Content starts
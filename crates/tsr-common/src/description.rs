//! Serialized type descriptions.
//!
//! A `TypeDescription` never embeds another described type by value when
//! that type may be shared or cyclic. Every nested type goes through a
//! [`TypeRef`], which is one of:
//!
//! | Variant | Wire form | Resolution |
//! |---------|-----------|------------|
//! | `Id` | `5` | store lookup on first access |
//! | `Lazy` | `{"lazy": 5}` | deferred store accessor, safe before registration |
//! | `Inline` | `{"k": 2, ...}` | built on the spot, never stored |
//!
//! Unknown fields are ignored on deserialization and missing optional fields
//! take their defaults, so mixed-version builds stay readable.

use crate::kind::{AccessModifier, Accessor, TypeKind};
use serde::{Deserialize, Serialize};
use std::fmt;

/// Transport handle of a description within one compilation.
///
/// Not an identity: two ids may name the same type when descriptions come
/// from different compilations. Identity is the description's full name.
#[derive(Copy, Clone, Debug, PartialEq, Eq, Hash, PartialOrd, Ord, Serialize, Deserialize)]
#[serde(transparent)]
pub struct TypeId(pub u32);

impl TypeId {
    /// First id handed out by the generator.
    pub const FIRST_VALID: u32 = 1;

    pub const fn is_valid(self) -> bool {
        self.0 >= Self::FIRST_VALID
    }
}

impl fmt::Display for TypeId {
    fn fmt(&self, f: &mut fmt::Formatter<'_>) -> fmt::Result {
        write!(f, "{}", self.0)
    }
}

/// Reference to another type from inside a description.
#[derive(Clone, Debug, PartialEq, Serialize, Deserialize)]
#[serde(untagged)]
pub enum TypeRef {
    /// Registered type, looked up by id.
    Id(TypeId),
    /// Registered type that may not exist yet when the referencing type is
    /// built (back edge of a cycle).
    Lazy { lazy: TypeId },
    /// Unregistered type described in place.
    Inline(Box<TypeDescription>),
}

impl TypeRef {
    pub fn lazy(id: TypeId) -> Self {
        TypeRef::Lazy { lazy: id }
    }

    pub fn inline(description: TypeDescription) -> Self {
        TypeRef::Inline(Box::new(description))
    }

    /// Id of the referenced registered type, if any.
    pub fn id(&self) -> Option<TypeId> {
        match self {
            TypeRef::Id(id) | TypeRef::Lazy { lazy: id } => Some(*id),
            TypeRef::Inline(_) => None,
        }
    }

    /// Visit every registered id reachable from this reference without
    /// crossing into other registered descriptions.
    pub fn for_each_id(&self, f: &mut impl FnMut(TypeId)) {
        match self {
            TypeRef::Id(id) | TypeRef::Lazy { lazy: id } => f(*id),
            TypeRef::Inline(description) => description.for_each_referenced_id(f),
        }
    }
}

/// Value of a literal type.
#[derive(Clone, Debug, PartialEq, Serialize, Deserialize)]
#[serde(untagged)]
pub enum LiteralValue {
    Bool(bool),
    Number(f64),
    String(String),
}

impl fmt::Display for LiteralValue {
    fn fmt(&self, f: &mut fmt::Formatter<'_>) -> fmt::Result {
        match self {
            LiteralValue::Bool(b) => write!(f, "{b}"),
            LiteralValue::Number(n) => write!(f, "{n}"),
            LiteralValue::String(s) => write!(f, "\"{s}\""),
        }
    }
}

/// Attribute annotation (decorator) attached to a declaration.
#[derive(Clone, Debug, PartialEq, Eq, Serialize, Deserialize)]
pub struct DecoratorDescription {
    #[serde(rename = "n")]
    pub name: String,
    #[serde(rename = "fn", default, skip_serializing_if = "Option::is_none")]
    pub full_name: Option<String>,
}

#[derive(Clone, Debug, PartialEq, Serialize, Deserialize)]
pub struct ParameterDescription {
    #[serde(rename = "n")]
    pub name: String,
    #[serde(rename = "t")]
    pub ty: TypeRef,
}

#[derive(Clone, Debug, Default, PartialEq, Serialize, Deserialize)]
pub struct ConstructorDescription {
    #[serde(default)]
    pub params: Vec<ParameterDescription>,
}

#[derive(Clone, Debug, PartialEq, Serialize, Deserialize)]
pub struct PropertyDescription {
    #[serde(rename = "n")]
    pub name: String,
    #[serde(rename = "t")]
    pub ty: TypeRef,
    #[serde(rename = "o", default, skip_serializing_if = "is_false")]
    pub optional: bool,
    #[serde(rename = "d", default, skip_serializing_if = "Vec::is_empty")]
    pub decorators: Vec<DecoratorDescription>,
    #[serde(rename = "am", default, skip_serializing_if = "AccessModifier::is_public")]
    pub access_modifier: AccessModifier,
    #[serde(rename = "acs", default, skip_serializing_if = "Accessor::is_none")]
    pub accessor: Accessor,
    #[serde(rename = "ro", default, skip_serializing_if = "is_false")]
    pub readonly: bool,
}

impl PropertyDescription {
    pub fn new(name: impl Into<String>, ty: TypeRef) -> Self {
        Self {
            name: name.into(),
            ty,
            optional: false,
            decorators: Vec::new(),
            access_modifier: AccessModifier::Public,
            accessor: Accessor::None,
            readonly: false,
        }
    }
}

/// Locator of the exported runtime constructor of a class.
///
/// Executable references cannot be serialized; the host uses this to import
/// the constructor and register it with the runtime out of band.
#[derive(Clone, Debug, PartialEq, Eq, Serialize, Deserialize)]
pub struct ConstructorImport {
    /// Export name
    #[serde(rename = "en")]
    pub export_name: String,
    /// Class name
    #[serde(rename = "n")]
    pub name: String,
    #[serde(rename = "srcPath")]
    pub source_path: String,
    #[serde(rename = "outPath", default, skip_serializing_if = "Option::is_none")]
    pub out_path: Option<String>,
}

/// Serialized description of one type.
#[derive(Clone, Debug, PartialEq, Serialize, Deserialize)]
pub struct TypeDescription {
    #[serde(rename = "n", default, skip_serializing_if = "String::is_empty")]
    pub name: String,

    /// Identity key: qualified, module-path-stable name used for equality.
    #[serde(rename = "fn", default, skip_serializing_if = "String::is_empty")]
    pub full_name: String,

    #[serde(rename = "k")]
    pub kind: TypeKind,

    #[serde(rename = "v", default, skip_serializing_if = "Option::is_none")]
    pub value: Option<LiteralValue>,

    #[serde(rename = "ctors", default, skip_serializing_if = "Vec::is_empty")]
    pub constructors: Vec<ConstructorDescription>,

    #[serde(rename = "props", default, skip_serializing_if = "Vec::is_empty")]
    pub properties: Vec<PropertyDescription>,

    #[serde(rename = "decs", default, skip_serializing_if = "Vec::is_empty")]
    pub decorators: Vec<DecoratorDescription>,

    #[serde(default, skip_serializing_if = "is_false")]
    pub union: bool,

    #[serde(rename = "inter", default, skip_serializing_if = "is_false")]
    pub intersection: bool,

    /// Member types of a union/intersection container
    #[serde(default, skip_serializing_if = "Vec::is_empty")]
    pub types: Vec<TypeRef>,

    #[serde(rename = "ctor", default, skip_serializing_if = "Option::is_none")]
    pub constructor_import: Option<ConstructorImport>,

    #[serde(rename = "bt", default, skip_serializing_if = "Option::is_none")]
    pub base_type: Option<TypeRef>,

    #[serde(rename = "iface", default, skip_serializing_if = "Option::is_none")]
    pub interface: Option<TypeRef>,

    /// Type arguments of a generic instantiation
    #[serde(rename = "args", default, skip_serializing_if = "Vec::is_empty")]
    pub type_arguments: Vec<TypeRef>,
}

impl TypeDescription {
    /// Create an empty description of the given kind.
    pub fn new(kind: TypeKind, name: impl Into<String>, full_name: impl Into<String>) -> Self {
        Self {
            name: name.into(),
            full_name: full_name.into(),
            kind,
            value: None,
            constructors: Vec::new(),
            properties: Vec::new(),
            decorators: Vec::new(),
            union: false,
            intersection: false,
            types: Vec::new(),
            constructor_import: None,
            base_type: None,
            interface: None,
            type_arguments: Vec::new(),
        }
    }

    /// Native type: its name is also its identity key.
    pub fn native(name: impl Into<String>) -> Self {
        let name = name.into();
        Self::new(TypeKind::Native, name.clone(), name)
    }

    pub fn literal(value: LiteralValue) -> Self {
        let mut description = Self::new(TypeKind::LiteralValue, String::new(), String::new());
        description.value = Some(value);
        description
    }

    pub fn union(types: Vec<TypeRef>) -> Self {
        let mut description = Self::new(TypeKind::Container, String::new(), String::new());
        description.union = true;
        description.types = types;
        description
    }

    pub fn intersection(types: Vec<TypeRef>) -> Self {
        let mut description = Self::new(TypeKind::Container, String::new(), String::new());
        description.intersection = true;
        description.types = types;
        description
    }

    pub fn with_property(mut self, property: PropertyDescription) -> Self {
        self.properties.push(property);
        self
    }

    pub fn with_constructor(mut self, params: Vec<ParameterDescription>) -> Self {
        self.constructors.push(ConstructorDescription { params });
        self
    }

    pub fn with_decorator(mut self, name: impl Into<String>, full_name: Option<String>) -> Self {
        self.decorators.push(DecoratorDescription {
            name: name.into(),
            full_name,
        });
        self
    }

    pub fn with_base_type(mut self, base: TypeRef) -> Self {
        self.base_type = Some(base);
        self
    }

    pub fn with_interface(mut self, interface: TypeRef) -> Self {
        self.interface = Some(interface);
        self
    }

    pub fn with_type_arguments(mut self, args: Vec<TypeRef>) -> Self {
        self.type_arguments = args;
        self
    }

    pub fn is_container(&self) -> bool {
        self.kind == TypeKind::Container
    }

    /// Visit every registered id referenced by this description, including
    /// ids referenced from inline sub-descriptions.
    pub fn for_each_referenced_id(&self, f: &mut impl FnMut(TypeId)) {
        for ctor in &self.constructors {
            for param in &ctor.params {
                param.ty.for_each_id(f);
            }
        }
        for prop in &self.properties {
            prop.ty.for_each_id(f);
        }
        for ty in &self.types {
            ty.for_each_id(f);
        }
        if let Some(base) = &self.base_type {
            base.for_each_id(f);
        }
        if let Some(iface) = &self.interface {
            iface.for_each_id(f);
        }
        for arg in &self.type_arguments {
            arg.for_each_id(f);
        }
    }
}

fn is_false(value: &bool) -> bool {
    !*value
}

#[cfg(test)]
#[path = "../tests/description_tests.rs"]
mod tests;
Content ends
Task statement —
When you reach the line holding "pub fn with_decorator(mut" in the records above, begin reproducing exactly, stop after the line holding "pub fn is_container(&self)", and output nothing else.

Result for this task —
    pub fn with_decorator(mut self, name: impl Into<String>, full_name: Option<String>) -> Self {
        self.decorators.push(DecoratorDescription {
            name: name.into(),
            full_name,
        });
        self
    }

    pub fn with_base_type(mut self, base: TypeRef) -> Self {
        self.base_type = Some(base);
        self
    }

    pub fn with_interface(mut self, interface: TypeRef) -> Self {
        self.interface = Some(interface);
        self
    }

    pub fn with_type_arguments(mut self, args: Vec<TypeRef>) -> Self {
        self.type_arguments = args;
        self
    }

    pub fn is_container(&self) -> bool {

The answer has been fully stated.